En réalité, le personnage de Conrad de Merrick est un imbécile, et Merrick le sait. Pourtant, le roman captive, et ce ne sont pas seulement les lecteurs nostalgiques de leur enfance qui se trouveront en sympathie avec les personnages. Olga Printzlau s'appuie sur ce sentiment dans son scénario pour la merveilleuse version cinématographique de William de Mille, et si de nombreux critiques de l'époque déploraient que l'adaptation à l'écran ne soit pas entièrement fidèle au roman, la plupart en reconnaissaient les mérites et la beauté. En effet, avec Miss Lulu Bett (1921, projeté aux Giornate de 2021), Conrad in Quest of his Youth est peut-être le meilleur film de Mille parmi ceux qu'il a conservés. L'accent qu'il met sur les personnages plutôt que sur l'intrigue s'accorde parfaitement avec les récits parfois décousus de Merrick, et chaque scène respire avec un rythme paisible mais perspicace.

Thomas Meighan, un acteur dont l'apparence anodine dissimule une émotion contenue, était à son meilleur avec de Mille (ils ont tourné sept films ensemble), et il est exactement ce qu'il faut pour Conrad, qui « acquiert puis perd à plusieurs reprises la connaissance de lui-même au cours de sa recherche des joies de son passé » (William Baker, Jeanette Roberts Shumaker, Leonard Merrick.

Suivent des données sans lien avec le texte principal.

//! Terminal setup and teardown
//!
//! This module handles initializing and restoring the terminal state,
//! including setting up the panic hook to restore the terminal on crash.

use anyhow::Result;
use crossterm::{
    execute,
    terminal::{disable_raw_mode, enable_raw_mode, EnterAlternateScreen, LeaveAlternateScreen},
};
use ratatui::{backend::CrosstermBackend, Terminal};
use std::io::{self, Stdout};
use std::panic;
use std::time::Duration;

use tracing::info;

use crate::config::settings::Settings;
use crate::error::StepformError;
use crate::storage::KeyValueStore;

use super::app::App;
use super::event::EventHandler;
use super::handler::handle_event;

/// Type alias for our terminal
pub type Tui = Terminal<CrosstermBackend<Stdout>>;

/// Initialize the terminal for TUI mode
pub fn init_terminal() -> Result<Tui> {
    // Set up panic hook to restore terminal on panic
    let original_hook = panic::take_hook();
    panic::set_hook(Box::new(move |panic_info| {
        let _ = restore_terminal_impl();
        original_hook(panic_info);
    }));

    enable_raw_mode()?;
    let mut stdout = io::stdout();
    execute!(stdout, EnterAlternateScreen)?;

    let backend = CrosstermBackend::new(stdout);
    let terminal = Terminal::new(backend)?;

    Ok(terminal)
}

/// Restore the terminal to its original state
pub fn restore_terminal() -> Result<()> {
    restore_terminal_impl()?;
    Ok(())
}

fn restore_terminal_impl() -> Result<()> {
    disable_raw_mode()?;
    execute!(io::stdout(), LeaveAlternateScreen)?;
    Ok(())
}

/// Run the TUI until the user quits
pub fn run_tui<S: KeyValueStore>(app: &mut App<S>, settings: &Settings) -> Result<()> {
    let mut terminal = init_terminal()?;
    info!(step = app.wizard.current_step().number(), "tui started");

    let result = event_loop(&mut terminal, app, settings);

    // Restore even when the loop failed
    restore_terminal()?;
    info!("tui stopped");

    result
}

fn event_loop<S: KeyValueStore>(
    terminal: &mut Tui,
    app: &mut App<S>,
    settings: &Settings,
) -> Result<()> {
    let events = EventHandler::new(Duration::from_millis(settings.tick_rate_ms));

    while !app.should_quit {
        terminal.draw(|frame| super::views::render(frame, app))?;

        let event = events
            .next()
            .map_err(|_| StepformError::Tui("terminal event stream closed".into()))?;
        handle_event(app, event);
    }

    Ok(())
}
//! Toast notification widget
//!
//! Displays temporary notifications to the user. The queue doubles as the
//! wizard's notifier, so validation failures show up as error toasts.

use std::time::{Duration, Instant};

use ratatui::{
    buffer::Buffer,
    layout::Rect,
    style::{Color, Modifier, Style},
    widgets::{Block, Borders, Clear, Paragraph, Widget, Wrap},
};

use crate::wizard::Notifier;

/// Type of notification
#[derive(Debug, Clone, Copy, PartialEq, Eq)]
pub enum NotificationType {
    /// Informational message
    Info,
    /// Success message
    Success,
    /// Error message
    Error,
}

impl NotificationType {
    /// Get the color for this notification type
    pub fn color(&self) -> Color {
        match self {
            Self::Info => Color::Blue,
            Self::Success => Color::Green,
            Self::Error => Color::Red,
        }
    }

    /// Get the icon/prefix for this notification type
    pub fn icon(&self) -> &'static str {
        match self {
            Self::Info => "i",
            Self::Success => "+",
            Self::Error => "x",
        }
    }

    /// Get the title for this notification type
    pub fn title(&self) -> &'static str {
        match self {
            Self::Info => "Info",
            Self::Success => "Success",
            Self::Error => "Error",
        }
    }
}

/// A toast notification
#[derive(Debug, Clone)]
pub struct Notification {
    /// The notification message
    pub message: String,
    /// Type of notification
    pub notification_type: NotificationType,
    /// Time when notification was created (for auto-dismiss)
    pub created_at: Instant,
    /// How long to display it
    pub duration: Duration,
}

impl Notification {
    /// Create a new notification
    pub fn new(message: impl Into<String>, notification_type: NotificationType) -> Self {
        Self {
            message: message.into(),
            notification_type,
            created_at: Instant::now(),
            duration: Duration::from_secs(3),
        }
    }

    /// Create an info notification
    pub fn info(message: impl Into<String>) -> Self {
        Self::new(message, NotificationType::Info)
    }

    /// Create a success notification
    pub fn success(message: impl Into<String>) -> Self {
        Self::new(message, NotificationType::Success)
    }

    /// Create an error notification
    pub fn error(message: impl Into<String>) -> Self {
        Self::new(message, NotificationType::Error)
    }

    /// Set the display duration
    pub fn with_duration(mut self, duration: Duration) -> Self {
        self.duration = duration;
        self
    }

    /// Check if the notification has expired
    pub fn is_expired(&self) -> bool {
        self.created_at.elapsed() >= self.duration
    }
}

/// Widget for rendering a notification
pub struct NotificationWidget<'a> {
    notification: &'a Notification,
}

impl<'a> NotificationWidget<'a> {
    /// Create a new notification widget
    pub fn new(notification: &'a Notification) -> Self {
        Self { notification }
    }
}

impl<'a> Widget for NotificationWidget<'a> {
    fn render(self, area: Rect, buf: &mut Buffer) {
        let color = self.notification.notification_type.color();
        let icon = self.notification.notification_type.icon();
        let title = self.notification.notification_type.title();

        Clear.render(area, buf);

        let block = Block::default()
            .borders(Borders::ALL)
            .border_style(Style::default().fg(color))
            .title(format!(" {} {} ", icon, title))
            .title_style(Style::default().fg(color).add_modifier(Modifier::BOLD));

        Paragraph::new(self.notification.message.as_str())
            .style(Style::default().fg(Color::White))
            .wrap(Wrap { trim: true })
            .block(block)
            .render(area, buf);
    }
}

/// A queue of notifications to display, oldest first
#[derive(Debug)]
pub struct NotificationQueue {
    notifications: Vec<Notification>,
    duration: Duration,
}

impl Default for NotificationQueue {
    fn default() -> Self {
        Self::new(Duration::from_secs(3))
    }
}

impl NotificationQueue {
    /// Create a queue whose notifications last `duration`
    pub fn new(duration: Duration) -> Self {
        Self {
            notifications: Vec::new(),
            duration,
        }
    }

    /// Add a notification, applying the queue's display duration
    pub fn push(&mut self, notification: Notification) {
        self.notifications
            .push(notification.with_duration(self.duration));
    }

    /// Remove expired notifications
    pub fn remove_expired(&mut self) {
        self.notifications.retain(|n| !n.is_expired());
    }

    /// Get the current notification to display (if any)
    pub fn current(&self) -> Option<&Notification> {
        self.notifications.first()
    }

    /// Check if there are any notifications
    pub fn is_empty(&self) -> bool {
        self.notifications.is_empty()
    }

    /// Get the number of notifications
    pub fn len(&self) -> usize {
        self.notifications.len()
    }

    /// Clear all notifications
    pub fn clear(&mut self) {
        self.notifications.clear();
    }
}

impl Notifier for NotificationQueue {
    fn notify_error(&mut self, message: &str) {
        self.push(Notification::error(message));
    }
}

#[cfg(test)]
mod tests {
    use super::*;

    #[test]
    fn test_notification_creation() {
        let n = Notification::info("Test message");
        assert_eq!(n.message, "Test message");
        assert_eq!(n.notification_type, NotificationType::Info);
        assert!(!n.is_expired());
    }

    #[test]
    fn test_notification_types() {
        assert_eq!(NotificationType::Info.color(), Color::Blue);
        assert_eq!(NotificationType::Success.color(), Color::Green);
        assert_eq!(NotificationType::Error.color(), Color::Red);
    }

    #[test]
    fn test_queue_as_notifier() {
        let mut queue = NotificationQueue::default();
        queue.notify_error("Please fill all required fields.");

        assert_eq!(queue.len(), 1);
        let current = queue.current().unwrap();
        assert_eq!(current.notification_type, NotificationType::Error);
        assert_eq!(current.message, "Please fill all required fields.");
    }

    #[test]
    fn test_zero_duration_expires() {
        let mut queue = NotificationQueue::new(Duration::ZERO);
        queue.push(Notification::success("done"));
        queue.remove_expired();
        assert!(queue.is_empty());
    }

    #[test]
    fn test_queue_order() {
        let mut queue = NotificationQueue::new(Duration::from_secs(60));
        queue.push(Notification::info("First"));
        queue.push(Notification::success("Second"));
        queue.remove_expired();

        assert_eq!(queue.len(), 2);
        assert_eq!(queue.current().unwrap().message, "First");

        queue.clear();
        assert!(queue.is_empty());
    }
}
//! Parsing of whitespace-delimited interaction records.

use std::fs::File;
use std::io::{self, BufRead, BufReader};
use std::path::Path;

use thiserror::Error;

use crate::graph::InteractionGraph;

/// An interaction record file that could not be read or parsed.
#[derive(Debug, Error)]
pub enum RecordError {
    /// A line with the wrong number of fields.
    #[error("line {line}: expected `id1 chain1 id2 chain2`, found {found} fields")]
    Malformed {
        /// 1-based line number of the offending record.
        line: usize,
        /// Number of fields the record actually held.
        found: usize,
    },
    /// The underlying reader failed.
    #[error(transparent)]
    Io(#[from] io::Error),
}

impl InteractionGraph {
    /// Parse whitespace-delimited interaction records.
    ///
    /// Each line holds four fields, `id1 chain1 id2 chain2`, naming two
    /// interacting chains. The chain names are underscore-joined as
    /// `id1_chain1` and `id2_chain2`, and each line contributes one
    /// undirected interaction. Repeated chains and interactions collapse
    /// into one; blank lines are skipped.
    ///
    /// # Errors
    ///
    /// Returns [`RecordError::Malformed`] for a line with any other field
    /// count, or [`RecordError::Io`] if the reader fails.
    pub fn from_records<R: BufRead>(reader: R) -> Result<Self, RecordError> {
        let mut graph = Self::new();

        for (index, line) in reader.lines().enumerate() {
            let line = line?;
            let fields = line.split_whitespace().collect::<Vec<_>>();

            if fields.is_empty() {
                continue;
            }
            if fields.len() != 4 {
                return Err(RecordError::Malformed {
                    line: index + 1,
                    found: fields.len(),
                });
            }

            let chain1 = format!("{}_{}", fields[0], fields[1]);
            let chain2 = format!("{}_{}", fields[2], fields[3]);
            graph.add_interaction(&chain1, &chain2);
        }

        Ok(graph)
    }

    /// Read interaction records from a file.
    ///
    /// # Errors
    ///
    /// Returns [`RecordError`] if the file cannot be opened or parsed.
    pub fn read_records<P: AsRef<Path>>(path: P) -> Result<Self, RecordError> {
        let file = File::open(path)?;
        Self::from_records(BufReader::new(file))
    }
}
//! Greedy reduction of an interaction graph to a clique.

use crate::graph::InteractionGraph;

/// The outcome of reducing an interaction graph to a clique.
#[derive(Clone, Debug, PartialEq, Eq)]
pub struct Reduction {
    /// Surviving chains, in insertion order. Every pair interacts.
    pub clique: Vec<String>,
    /// Chains deleted on the way, in removal order.
    pub removed: Vec<String>,
}

impl InteractionGraph {
    /// Reduce the graph in place to a mutually-interacting chain set.
    ///
    /// Repeatedly deletes the surviving chain with the fewest interactions
    /// until the least-connected survivor interacts with every other
    /// survivor, at which point the survivors form a clique. Ties for fewest
    /// interactions go to the chain inserted earliest. Empty and
    /// single-chain graphs are returned unchanged.
    ///
    /// The result is maximal under this deletion order, not necessarily the
    /// largest clique the graph contains — finding that is NP-hard.
    ///
    /// The graph is left holding only the surviving chains; callers that
    /// need the original keep a clone. Each deletion is logged on stderr.
    pub fn reduce_to_clique(&mut self) -> Reduction {
        let mut removed = Vec::new();

        loop {
            let n = self.len();

            let candidate = self
                .graph()
                .node_indices()
                .map(|node| (node, self.degree(node)))
                .min_by_key(|&(node, degree)| (degree, node));

            let Some((node, degree)) = candidate else {
                break;
            };

            // The least-connected survivor touches all others, so every
            // survivor does: the graph is complete.
            if degree == n - 1 {
                break;
            }

            if let Some(name) = self.remove(node) {
                eprintln!("{}: {} of {} interactions, deleting", name, degree, n - 1);
                removed.push(name);
            }
        }

        debug_assert!(self.is_complete());

        Reduction {
            clique: self.members(),
            removed,
        }
    }
}

#[cfg(test)]
mod tests {
    use std::collections::HashMap;

    use crate::graph::InteractionGraph;

    fn graph_of(edges: &[(&str, &str)]) -> InteractionGraph {
        let mut graph = InteractionGraph::new();
        for (a, b) in edges {
            graph.add_interaction(a, b);
        }
        graph
    }

    #[test]
    fn worked_example() {
        // Chains 1-5 with {2, 3, 4} pairwise interacting, 1 touching 2, 3
        // and 5, and 5 touching only 1. The two least-connected chains go
        // first: 5 (one interaction), then 1 (two, tied with 4 but inserted
        // earlier), leaving the triangle.
        let mut graph = graph_of(&[
            ("1", "2"),
            ("1", "3"),
            ("2", "3"),
            ("2", "4"),
            ("3", "4"),
            ("5", "1"),
        ]);

        let reduction = graph.reduce_to_clique();

        assert_eq!(reduction.removed, vec!["5", "1"]);
        assert_eq!(reduction.clique, vec!["2", "3", "4"]);
        assert!(graph.is_complete());
    }

    #[test]
    fn already_complete_graph_loses_nothing() {
        let mut graph = graph_of(&[("a", "b"), ("b", "c"), ("a", "c")]);

        let reduction = graph.reduce_to_clique();

        assert_eq!(reduction.removed, Vec::<String>::new());
        assert_eq!(reduction.clique, vec!["a", "b", "c"]);
    }

    #[test]
    fn empty_graph_reduces_to_an_empty_clique() {
        let mut graph = InteractionGraph::new();

        let reduction = graph.reduce_to_clique();

        assert!(reduction.clique.is_empty());
        assert!(reduction.removed.is_empty());
    }

    #[test]
    fn single_chain_survives() {
        let mut graph = InteractionGraph::new();
        let _ = graph.add_chain("1abc_A");

        let reduction = graph.reduce_to_clique();

        assert_eq!(reduction.clique, vec!["1abc_A"]);
        assert!(reduction.removed.is_empty());
    }

    #[test]
    fn disconnected_pair_keeps_the_later_chain() {
        // Two chains with no interaction: neither dominates, so the tie
        // falls to insertion order and the earlier chain is deleted.
        let mut graph = InteractionGraph::new();
        let _ = graph.add_chain("a");
        let _ = graph.add_chain("b");

        let reduction = graph.reduce_to_clique();

        assert_eq!(reduction.removed, vec!["a"]);
        assert_eq!(reduction.clique, vec!["b"]);
    }

    #[test]
    fn members_interact_in_the_original_graph() {
        // A path A_x - B_y - C_z: the endpoints never interact, so at most
        // one of them survives, and every surviving pair must already have
        // interacted before the reduction.
        let mut graph = graph_of(&[("A_x", "B_y"), ("B_y", "C_z")]);
        let original = graph.clone();

        let reduction = graph.reduce_to_clique();

        for (i, a) in reduction.clique.iter().enumerate() {
            for b in &reduction.clique[i + 1..] {
                assert!(original.contains_interaction(a, b));
            }
        }
        assert!(
            !(reduction.clique.contains(&"A_x".to_string())
                && reduction.clique.contains(&"C_z".to_string()))
        );
        assert_eq!(
            reduction.clique.len() + reduction.removed.len(),
            original.len()
        );
    }

    #[test]
    fn reduces_a_validated_adjacency_mapping() {
        // Same shape as the worked example, entering through the raw
        // adjacency constructor: the declared order drives the tie-break.
        let nodes = ["1", "2", "3", "4", "5"]
            .iter()
            .map(|name| (*name).to_string())
            .collect::<Vec<_>>();
        let adjacency = [
            ("1", vec!["2", "3", "5"]),
            ("2", vec!["1", "3", "4"]),
            ("3", vec!["1", "2", "4"]),
            ("4", vec!["2", "3"]),
            ("5", vec!["1"]),
        ]
        .iter()
        .map(|(node, neighbours)| {
            (
                (*node).to_string(),
                neighbours.iter().map(|n| (*n).to_string()).collect(),
            )
        })
        .collect::<HashMap<String, Vec<String>>>();

        let mut graph = InteractionGraph::from_adjacency(&nodes, &adjacency)
            .expect("the mapping is symmetric");

        let reduction = graph.reduce_to_clique();

        assert_eq!(reduction.removed, vec!["5", "1"]);
        assert_eq!(reduction.clique, vec!["2", "3", "4"]);
    }
}
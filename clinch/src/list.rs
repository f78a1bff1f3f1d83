//! Member-list output.

use std::io::{self, Write};

use crate::graph::InteractionGraph;

impl InteractionGraph {
    /// Write the member list, one chain name per line, in survivor order.
    ///
    /// # Errors
    ///
    /// Returns any error raised by the writer.
    pub fn write_members<W: Write>(&self, mut writer: W) -> io::Result<()> {
        for node in self.graph().node_indices() {
            writeln!(writer, "{}", self.name(node))?;
        }
        Ok(())
    }
}

#[cfg(test)]
mod tests {
    use crate::graph::InteractionGraph;

    #[test]
    fn writes_one_chain_per_line() {
        let mut graph = InteractionGraph::new();
        graph.add_interaction("1abc_A", "1abc_B");
        graph.add_interaction("1abc_B", "2def_C");

        let mut buffer = Vec::new();
        graph
            .write_members(&mut buffer)
            .expect("writing to a buffer should not fail");

        assert_eq!(buffer, b"1abc_A\n1abc_B\n2def_C\n");
    }

    #[test]
    fn writes_nothing_for_an_empty_graph() {
        let graph = InteractionGraph::new();

        let mut buffer = Vec::new();
        graph
            .write_members(&mut buffer)
            .expect("writing to a buffer should not fail");

        assert!(buffer.is_empty());
    }
}
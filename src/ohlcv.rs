/// A price value.
///
/// Semantic alias for [`f64`]. Every calculation in the crate runs in `f64`,
/// so repeated runs over the same input are bit-identical.
pub type Price = f64;

/// Bar open timestamp or sequence number.
///
/// Orders bars inside a [`Series`](crate::Series). Must be strictly
/// increasing between consecutive bars.
pub type Timestamp = u64;

/// OHLCV bar data used as input to all indicators.
///
/// Implement this on your own kline/candle type to avoid per-bar
/// conversion. Indicators accept `&impl Ohlcv` and extract the
/// configured [`PriceSource`](crate::PriceSource) internally.
///
/// # Example
///
/// ```
/// use chartdeck_ta::{Ohlcv, Price, Timestamp};
///
/// struct MyKline {
///     o: f64, h: f64, l: f64, c: f64, v: f64,
///     ts: u64,
/// }
///
/// impl Ohlcv for MyKline {
///     fn open(&self) -> Price { self.o }
///     fn high(&self) -> Price { self.h }
///     fn low(&self) -> Price { self.l }
///     fn close(&self) -> Price { self.c }
///     fn open_time(&self) -> Timestamp { self.ts }
///     fn volume(&self) -> f64 { self.v }
/// }
/// ```
pub trait Ohlcv {
    /// Opening price of the bar.
    fn open(&self) -> Price;

    /// Highest price during the bar.
    fn high(&self) -> Price;

    /// Lowest price during the bar.
    fn low(&self) -> Price;

    /// Closing price of the bar.
    fn close(&self) -> Price;

    /// Bar open timestamp or sequence number.
    ///
    /// Gaps between timestamps (non-trading days) are allowed and are not
    /// interpolated: derived series align with bars by position.
    fn open_time(&self) -> Timestamp;

    /// Trade volume during the bar. Defaults to `0.0`.
    ///
    /// Only the summary reporter reads volume.
    fn volume(&self) -> f64 {
        0.0
    }
}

A Forgotten Novelist's Novelist, 2009).

Le choix de Kathlyn Williams, une ancienne star de série s’étant tournée vers des rôles plus matures, est également excellent. Dans le rôle de Mme Adaile, une femme mariée et sophistiquée qui a donné son premier baiser à Conrad lors de ses dix-sept ans, elle est l'incarnation d'une adulte consciente d'elle-même, momentanément entraînée dans la folie de croire qu’il est possible de retrouver sa jeunesse. L'une des meilleures scènes du film est celle où elle arrive dans sa chambre d'hôtel après avoir accepté un rendez-vous nocturne de Conrad, pour le trouver endormi. « Conrad, mon ami, tu es amoureux d'un souvenir, pas de moi », lui disait-elle auparavant, avant de se permettre d'espérer qu'au moins pour une nuit, elle pourrait être cette femme qui a séduit un adolescent. Lorsqu'elle le trouve endormi dans son fauteuil, elle se sent blessée et en colère, mais ensuite, parce qu'elle est bien plus mature que Conrad, elle rit d'elle-même et lui laisse un mot : « Il n'existe aucun chemin pour revenir à dix-sept ans ». Le « you can't go home again » de Thomas Wolfe (« Tu ne pourras plus jamais revenir à la maison ») ne l'a pas mieux dit.

Dans le roman, Merrick soulevait l'ire des puristes de la morale américaine car Conrad cherchait à séduire deux femmes mariées. Printzlau a donc supprimé toute mention de M. Adaile ou du comte de Darlington (il convient de noter que, selon Mitchell Leisen, décorateur du film, Printzlau elle-même, deux fois divorcée, avait une liaison avec M. de Mille, qui était marié). Conrad in Quest of his Youth fut un succès critique, mais il est difficile d'évaluer son succès au box-office. Gladys Bollman, dans Educational Film Magazine (01/1921), l'a qualifié de « l'un des rares films qui plaira à un public vraiment sophistiqué », mais les exploitants de petites villes ont été profondément déçus, comme E. J. O'Hara d'Elgin, Nebraska (population d'environ 850 habitants), qui écrit, dans Exhibitors Herald (08/12/1923), « il n'y a absolument rien à voir ». La critique la plus remarquable est peut-être celle de Marcel Achard, en France : « Voici le premier film américain qui prouve que la guerre a eu sur les âmes américaines une répercussion profonde ». (« La Montée du Passé », Le Peuple, 02/07/1922).